BEGIN Extracted material
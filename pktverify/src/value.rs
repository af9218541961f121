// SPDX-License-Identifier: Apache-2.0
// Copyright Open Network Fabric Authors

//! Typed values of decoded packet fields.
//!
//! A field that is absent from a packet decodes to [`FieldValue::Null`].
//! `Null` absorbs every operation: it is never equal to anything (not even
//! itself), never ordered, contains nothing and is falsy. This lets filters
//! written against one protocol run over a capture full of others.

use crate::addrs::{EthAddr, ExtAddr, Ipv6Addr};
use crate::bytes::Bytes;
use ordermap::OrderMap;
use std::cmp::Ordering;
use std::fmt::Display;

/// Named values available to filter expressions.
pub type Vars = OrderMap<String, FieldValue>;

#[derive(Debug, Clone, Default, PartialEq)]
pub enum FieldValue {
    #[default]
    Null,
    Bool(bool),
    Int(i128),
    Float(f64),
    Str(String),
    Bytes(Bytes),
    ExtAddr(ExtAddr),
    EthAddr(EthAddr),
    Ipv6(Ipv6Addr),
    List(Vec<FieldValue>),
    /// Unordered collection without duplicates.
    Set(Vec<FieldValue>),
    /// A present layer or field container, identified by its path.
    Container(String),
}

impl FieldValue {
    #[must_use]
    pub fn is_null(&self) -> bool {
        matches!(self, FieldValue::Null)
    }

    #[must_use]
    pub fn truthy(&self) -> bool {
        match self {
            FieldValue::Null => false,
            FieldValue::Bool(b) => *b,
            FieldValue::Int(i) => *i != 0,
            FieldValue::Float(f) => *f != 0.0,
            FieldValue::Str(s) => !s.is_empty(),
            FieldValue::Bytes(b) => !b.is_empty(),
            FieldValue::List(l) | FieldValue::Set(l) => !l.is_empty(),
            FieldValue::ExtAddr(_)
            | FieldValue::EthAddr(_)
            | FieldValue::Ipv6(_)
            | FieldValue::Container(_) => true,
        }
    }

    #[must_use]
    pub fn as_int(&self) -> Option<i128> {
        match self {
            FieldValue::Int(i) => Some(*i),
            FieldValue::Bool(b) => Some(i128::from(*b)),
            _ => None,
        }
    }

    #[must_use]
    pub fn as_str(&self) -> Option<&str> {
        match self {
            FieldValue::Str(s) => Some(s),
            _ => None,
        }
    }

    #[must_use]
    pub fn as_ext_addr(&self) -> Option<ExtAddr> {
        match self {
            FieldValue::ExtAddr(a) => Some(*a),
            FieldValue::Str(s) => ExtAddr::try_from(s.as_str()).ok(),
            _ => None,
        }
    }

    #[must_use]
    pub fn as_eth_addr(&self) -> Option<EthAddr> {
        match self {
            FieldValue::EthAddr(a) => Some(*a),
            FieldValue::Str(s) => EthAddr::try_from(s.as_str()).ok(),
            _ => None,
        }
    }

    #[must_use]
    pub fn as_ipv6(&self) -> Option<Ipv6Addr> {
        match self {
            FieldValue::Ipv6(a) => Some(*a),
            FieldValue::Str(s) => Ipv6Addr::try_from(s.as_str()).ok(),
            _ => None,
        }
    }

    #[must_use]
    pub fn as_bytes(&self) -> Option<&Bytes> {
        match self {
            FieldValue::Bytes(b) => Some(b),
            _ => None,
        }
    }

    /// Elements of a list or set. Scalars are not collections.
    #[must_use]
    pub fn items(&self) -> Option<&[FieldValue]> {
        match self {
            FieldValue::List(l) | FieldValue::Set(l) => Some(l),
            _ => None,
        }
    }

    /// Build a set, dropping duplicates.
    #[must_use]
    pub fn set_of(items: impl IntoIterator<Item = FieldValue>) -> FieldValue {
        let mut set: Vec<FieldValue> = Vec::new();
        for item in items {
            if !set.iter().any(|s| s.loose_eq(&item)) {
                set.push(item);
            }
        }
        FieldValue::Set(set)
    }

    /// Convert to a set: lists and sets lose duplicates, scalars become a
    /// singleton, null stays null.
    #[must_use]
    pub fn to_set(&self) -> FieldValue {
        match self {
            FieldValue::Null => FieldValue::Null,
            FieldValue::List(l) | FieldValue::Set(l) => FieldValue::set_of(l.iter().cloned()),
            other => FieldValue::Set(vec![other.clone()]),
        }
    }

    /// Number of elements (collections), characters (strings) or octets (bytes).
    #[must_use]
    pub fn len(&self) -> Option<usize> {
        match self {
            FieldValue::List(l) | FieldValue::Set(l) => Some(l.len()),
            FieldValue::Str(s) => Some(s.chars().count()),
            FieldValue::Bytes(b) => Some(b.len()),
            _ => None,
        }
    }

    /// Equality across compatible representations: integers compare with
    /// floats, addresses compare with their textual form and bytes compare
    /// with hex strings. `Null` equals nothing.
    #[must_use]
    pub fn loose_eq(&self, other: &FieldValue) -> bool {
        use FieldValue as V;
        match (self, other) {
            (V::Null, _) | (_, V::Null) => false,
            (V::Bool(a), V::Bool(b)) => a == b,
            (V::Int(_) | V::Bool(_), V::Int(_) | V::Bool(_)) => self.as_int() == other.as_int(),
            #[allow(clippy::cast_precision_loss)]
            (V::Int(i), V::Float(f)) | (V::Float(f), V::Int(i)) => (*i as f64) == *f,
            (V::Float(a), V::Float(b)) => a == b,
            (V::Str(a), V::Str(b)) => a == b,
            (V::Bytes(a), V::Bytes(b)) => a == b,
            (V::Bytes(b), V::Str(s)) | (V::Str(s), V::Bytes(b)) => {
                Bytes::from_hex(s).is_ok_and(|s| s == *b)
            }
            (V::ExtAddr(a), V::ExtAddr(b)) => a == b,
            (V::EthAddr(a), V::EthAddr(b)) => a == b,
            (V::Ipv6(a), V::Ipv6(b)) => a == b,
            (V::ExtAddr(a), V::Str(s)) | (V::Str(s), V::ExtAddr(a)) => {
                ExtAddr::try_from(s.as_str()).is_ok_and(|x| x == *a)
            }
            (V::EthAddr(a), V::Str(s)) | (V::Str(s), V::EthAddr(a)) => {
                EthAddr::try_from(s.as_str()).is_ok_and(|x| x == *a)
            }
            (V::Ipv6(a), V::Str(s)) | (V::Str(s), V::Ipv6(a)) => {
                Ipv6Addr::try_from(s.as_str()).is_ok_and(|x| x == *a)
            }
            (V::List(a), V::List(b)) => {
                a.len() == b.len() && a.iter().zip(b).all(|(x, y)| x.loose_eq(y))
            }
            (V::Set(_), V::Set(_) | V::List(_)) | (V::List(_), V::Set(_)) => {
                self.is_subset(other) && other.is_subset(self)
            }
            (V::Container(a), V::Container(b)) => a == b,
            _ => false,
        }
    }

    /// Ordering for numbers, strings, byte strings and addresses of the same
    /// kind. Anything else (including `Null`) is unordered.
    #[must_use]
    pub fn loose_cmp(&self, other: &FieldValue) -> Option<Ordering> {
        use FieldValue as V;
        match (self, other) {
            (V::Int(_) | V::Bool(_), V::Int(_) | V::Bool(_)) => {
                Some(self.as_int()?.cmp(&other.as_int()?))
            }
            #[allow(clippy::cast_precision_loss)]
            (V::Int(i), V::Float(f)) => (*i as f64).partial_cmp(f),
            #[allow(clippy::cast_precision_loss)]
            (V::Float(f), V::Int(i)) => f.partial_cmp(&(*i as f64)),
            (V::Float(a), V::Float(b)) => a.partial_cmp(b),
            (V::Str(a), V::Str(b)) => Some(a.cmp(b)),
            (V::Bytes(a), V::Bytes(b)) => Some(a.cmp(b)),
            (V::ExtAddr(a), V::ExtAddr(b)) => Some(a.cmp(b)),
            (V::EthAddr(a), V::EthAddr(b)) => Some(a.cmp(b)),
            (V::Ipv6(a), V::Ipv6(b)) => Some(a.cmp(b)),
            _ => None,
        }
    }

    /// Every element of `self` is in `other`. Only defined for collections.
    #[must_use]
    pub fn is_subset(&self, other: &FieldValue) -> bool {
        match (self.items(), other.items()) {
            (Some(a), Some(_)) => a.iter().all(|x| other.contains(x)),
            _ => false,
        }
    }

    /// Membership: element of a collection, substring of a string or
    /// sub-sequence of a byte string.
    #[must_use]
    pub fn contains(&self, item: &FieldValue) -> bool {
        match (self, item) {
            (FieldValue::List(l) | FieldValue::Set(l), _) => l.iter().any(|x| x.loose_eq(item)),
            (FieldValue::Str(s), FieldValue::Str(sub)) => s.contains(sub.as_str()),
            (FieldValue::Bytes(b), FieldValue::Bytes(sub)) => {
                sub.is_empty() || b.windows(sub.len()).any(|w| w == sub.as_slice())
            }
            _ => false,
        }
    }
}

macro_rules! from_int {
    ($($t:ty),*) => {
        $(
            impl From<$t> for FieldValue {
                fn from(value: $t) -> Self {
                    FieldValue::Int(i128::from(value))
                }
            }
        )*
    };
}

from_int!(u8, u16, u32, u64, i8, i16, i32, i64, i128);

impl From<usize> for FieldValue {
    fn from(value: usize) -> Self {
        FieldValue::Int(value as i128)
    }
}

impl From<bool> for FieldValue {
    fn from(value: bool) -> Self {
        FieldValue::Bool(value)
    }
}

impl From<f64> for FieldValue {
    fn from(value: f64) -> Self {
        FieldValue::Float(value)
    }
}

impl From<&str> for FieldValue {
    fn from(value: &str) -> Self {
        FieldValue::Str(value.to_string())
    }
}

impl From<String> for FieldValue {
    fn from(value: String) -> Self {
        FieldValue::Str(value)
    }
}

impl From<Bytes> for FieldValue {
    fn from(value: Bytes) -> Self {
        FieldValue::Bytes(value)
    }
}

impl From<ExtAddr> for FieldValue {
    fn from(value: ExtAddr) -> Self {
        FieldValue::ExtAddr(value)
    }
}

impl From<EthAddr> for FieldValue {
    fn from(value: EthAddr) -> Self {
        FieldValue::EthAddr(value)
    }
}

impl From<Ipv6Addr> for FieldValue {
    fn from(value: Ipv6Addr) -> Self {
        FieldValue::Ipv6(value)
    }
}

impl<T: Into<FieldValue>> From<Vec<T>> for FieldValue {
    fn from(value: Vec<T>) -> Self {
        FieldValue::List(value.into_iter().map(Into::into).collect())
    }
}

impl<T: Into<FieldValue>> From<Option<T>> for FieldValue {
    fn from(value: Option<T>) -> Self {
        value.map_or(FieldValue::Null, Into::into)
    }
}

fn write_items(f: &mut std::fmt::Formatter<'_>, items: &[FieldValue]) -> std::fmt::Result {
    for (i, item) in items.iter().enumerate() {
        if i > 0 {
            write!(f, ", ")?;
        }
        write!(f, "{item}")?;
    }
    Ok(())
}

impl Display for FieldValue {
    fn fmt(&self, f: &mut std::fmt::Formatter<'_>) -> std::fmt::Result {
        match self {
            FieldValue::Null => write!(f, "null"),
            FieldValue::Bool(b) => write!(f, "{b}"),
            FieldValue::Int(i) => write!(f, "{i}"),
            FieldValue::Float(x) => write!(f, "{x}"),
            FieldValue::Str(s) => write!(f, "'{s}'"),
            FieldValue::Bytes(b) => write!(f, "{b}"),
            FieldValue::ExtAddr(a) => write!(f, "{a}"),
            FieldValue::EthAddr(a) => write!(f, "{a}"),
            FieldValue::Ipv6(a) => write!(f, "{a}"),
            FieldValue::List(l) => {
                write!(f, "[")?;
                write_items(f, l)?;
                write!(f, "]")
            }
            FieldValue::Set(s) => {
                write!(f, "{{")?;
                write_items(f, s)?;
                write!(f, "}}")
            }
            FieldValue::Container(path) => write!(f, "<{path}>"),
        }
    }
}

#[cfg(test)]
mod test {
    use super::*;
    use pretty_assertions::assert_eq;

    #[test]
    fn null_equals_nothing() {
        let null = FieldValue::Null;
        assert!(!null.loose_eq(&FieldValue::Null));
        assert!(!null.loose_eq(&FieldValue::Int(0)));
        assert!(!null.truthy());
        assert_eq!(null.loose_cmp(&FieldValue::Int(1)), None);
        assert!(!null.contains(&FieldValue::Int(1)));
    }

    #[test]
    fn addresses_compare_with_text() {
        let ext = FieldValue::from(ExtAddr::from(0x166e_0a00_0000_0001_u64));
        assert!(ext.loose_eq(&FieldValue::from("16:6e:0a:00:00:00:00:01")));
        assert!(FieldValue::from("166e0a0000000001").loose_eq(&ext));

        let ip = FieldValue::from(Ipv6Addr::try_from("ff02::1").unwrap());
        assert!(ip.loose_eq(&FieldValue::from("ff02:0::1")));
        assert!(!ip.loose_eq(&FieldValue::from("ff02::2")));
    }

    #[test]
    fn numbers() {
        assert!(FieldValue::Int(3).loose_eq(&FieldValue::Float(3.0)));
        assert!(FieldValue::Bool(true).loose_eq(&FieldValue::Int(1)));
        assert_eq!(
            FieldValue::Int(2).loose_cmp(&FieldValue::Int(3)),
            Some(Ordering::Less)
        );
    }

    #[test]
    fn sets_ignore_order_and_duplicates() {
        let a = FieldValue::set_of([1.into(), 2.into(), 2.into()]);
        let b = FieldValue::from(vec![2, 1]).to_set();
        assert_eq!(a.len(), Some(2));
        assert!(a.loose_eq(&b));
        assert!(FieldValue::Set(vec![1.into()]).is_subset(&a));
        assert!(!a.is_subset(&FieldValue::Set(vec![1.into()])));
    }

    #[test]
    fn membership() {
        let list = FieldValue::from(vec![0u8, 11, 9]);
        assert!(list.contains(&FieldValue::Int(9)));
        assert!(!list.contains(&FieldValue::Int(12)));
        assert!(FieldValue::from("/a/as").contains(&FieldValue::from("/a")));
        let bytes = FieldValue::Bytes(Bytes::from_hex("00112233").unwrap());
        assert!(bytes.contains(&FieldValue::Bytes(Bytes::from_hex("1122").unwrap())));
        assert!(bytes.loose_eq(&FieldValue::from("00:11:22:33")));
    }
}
END Extracted material
◆ Your objective ◆
Looking at the data above, give the number of lines that include "usize"; add nothing else.

◆ Result for this exercise ◆
3